To be precise, there will be some X so that for all x > X, the integrand is > 1/x. (That is for the most part).tjkubo said:Whoops, I meant to ask whether it diverges for p<1.
Mathman, the integrand is not always > 1/x on (2,∞) for all p<1. For p=0.9, for example, it's < 1/x for the most part.
An Improper Riemann Integral is a type of integral used in calculus to evaluate the area under a curve that does not have a finite limit at one or both of its bounds. It is used when the integrand is either unbounded or undefined at one or both of the bounds of integration.
An Improper Riemann Integral differs from a regular Riemann Integral in that it allows for the evaluation of integrals that would otherwise be impossible using the traditional Riemann Integral. It takes into account the behavior of the integrand at the bounds of integration, rather than just the values of the integrand at each point within the interval.

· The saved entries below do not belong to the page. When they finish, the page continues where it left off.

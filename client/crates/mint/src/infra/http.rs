//! HTTP Gateway Implementation

use crate::domain::entities::{BroadcastReceipt, MintReply, SignedAuthorization};
use crate::domain::repository::MintGateway;
use crate::domain::value_objects::SubmissionRequest;
use crate::error::{MintError, MintResult};
use crate::presentation::dto::{BroadcastRequestDto, BroadcastResponseDto, MintRequestDto, MintResponseDto};
use kernel::id::CollectionId;
use platform::http::{HttpClientConfig, build_client};
use reqwest::Client;
use serde::Serialize;

pub const DEFAULT_API_BASE: &str = "https://ordmaker.fun/api";
pub const DEFAULT_COLLECTION_ID: &str = "812eed4e-c7bb-436a-b4d3-a43342c6ef37";

/// Gateway configuration
#[derive(Debug, Clone)]
pub struct GatewayConfig {
    pub api_base: String,
    pub collection_id: CollectionId,
    pub http: HttpClientConfig,
}

impl Default for GatewayConfig {
    fn default() -> Self {
        Self {
            api_base: DEFAULT_API_BASE.to_string(),
            collection_id: CollectionId::new(DEFAULT_COLLECTION_ID),
            http: HttpClientConfig::default(),
        }
    }
}

impl GatewayConfig {
    fn collection_url(&self, action: &str) -> String {
        format!(
            "{}/agent/collections/{}/{}",
            self.api_base.trim_end_matches('/'),
            self.collection_id,
            action
        )
    }

    pub fn mint_url(&self) -> String {
        self.collection_url("mint")
    }

    pub fn broadcast_url(&self) -> String {
        self.collection_url("broadcast")
    }
}

/// `reqwest`-backed allocation service client
#[derive(Clone)]
pub struct HttpMintGateway {
    client: Client,
    api_base: String,
    mint_url: String,
    broadcast_url: String,
}

impl HttpMintGateway {
    pub fn new(config: &GatewayConfig) -> MintResult<Self> {
        let client = build_client(&config.http).map_err(|e| MintError::Config(e.to_string()))?;
        Ok(Self {
            client,
            api_base: config.api_base.clone(),
            mint_url: config.mint_url(),
            broadcast_url: config.broadcast_url(),
        })
    }

    /// Open the connection before time-critical requests
    pub async fn warm_up(&self) {
        platform::http::warm_up(&self.client, &self.api_base).await;
    }

    async fn post<B: Serialize + Sync>(&self, url: &str, body: &B) -> MintResult<(u16, Vec<u8>)> {
        let response = self
            .client
            .post(url)
            .json(body)
            .send()
            .await
            .map_err(network_error)?;
        let status = response.status().as_u16();
        let body = response.bytes().await.map_err(network_error)?;
        Ok((status, body.to_vec()))
    }
}

impl MintGateway for HttpMintGateway {
    async fn request_mint(&self, request: &SubmissionRequest) -> MintResult<MintReply> {
        let body = MintRequestDto::from(request);
        let (status, bytes) = self.post(&self.mint_url, &body).await?;
        classify(status, &bytes)
    }

    async fn broadcast(&self, authorization: &SignedAuthorization) -> MintResult<BroadcastReceipt> {
        let body = BroadcastRequestDto {
            session_id: authorization.session_id.to_string(),
            signed_psbt_base64: authorization.signed_blob.clone(),
        };
        let (status, bytes) = self.post(&self.broadcast_url, &body).await?;
        classify_broadcast(status, &bytes)
    }
}

fn network_error(e: reqwest::Error) -> MintError {
    MintError::Network {
        timed_out: e.is_timeout(),
        detail: e.to_string(),
    }
}

fn is_success(status: u16) -> bool {
    (200..300).contains(&status)
}

/// Server messages that mean the request was already processed
pub fn is_duplicate(message: &str) -> bool {
    let message = message.to_lowercase();
    message.contains("already") || message.contains("duplicate")
}

fn refusal(status: u16, error: Option<String>) -> MintError {
    let message = error.unwrap_or_else(|| format!("HTTP {status}"));
    if is_duplicate(&message) {
        MintError::BenignDuplicate(message)
    } else {
        MintError::Rejected { status, message }
    }
}

/// Interpret a mint response
///
/// A non-2xx status is an error unless the body carries
/// `challenge_required` or `success`.
pub fn classify(status: u16, body: &[u8]) -> MintResult<MintReply> {
    let dto: MintResponseDto = match serde_json::from_slice(body) {
        Ok(dto) => dto,
        Err(_) if !is_success(status) => return Err(refusal(status, None)),
        Err(e) => return Err(MintError::InvalidResponse(format!("unparseable body: {e}"))),
    };
    if !is_success(status) && !dto.is_normal_reply() {
        return Err(refusal(status, dto.error));
    }
    dto.into_reply()
}

/// Interpret a broadcast response
pub fn classify_broadcast(status: u16, body: &[u8]) -> MintResult<BroadcastReceipt> {
    let dto: BroadcastResponseDto = match serde_json::from_slice(body) {
        Ok(dto) => dto,
        Err(_) if !is_success(status) => return Err(refusal(status, None)),
        Err(e) => return Err(MintError::InvalidResponse(format!("unparseable body: {e}"))),
    };
    if !is_success(status) && dto.success != Some(true) {
        return Err(refusal(status, dto.error));
    }
    dto.into_receipt()
}
//! Application Layer - Use Cases
//!
//! Runs the domain search off the async runtime.

pub mod benchmark;
pub mod config;
pub mod solve_challenge;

Functions that are discontinuous or unbounded at one or both of the bounds of integration, such as the natural logarithm or the inverse tangent, often require the use of an Improper Riemann Integral for evaluation. Other examples include functions with infinite limits, such as the Gaussian function or the exponential function.
The evaluation of an Improper Riemann Integral involves taking the limit of a regular Riemann Integral as one or both of the bounds of integration approach infinity or negative infinity. This limit is then evaluated using standard techniques of integration, such as substitution or integration by parts.
The Improper Riemann Integral has applications in various fields of science and engineering, such as physics, economics, and electrical engineering. It is used to solve problems involving infinite series, probability distributions, and differential equations, among others.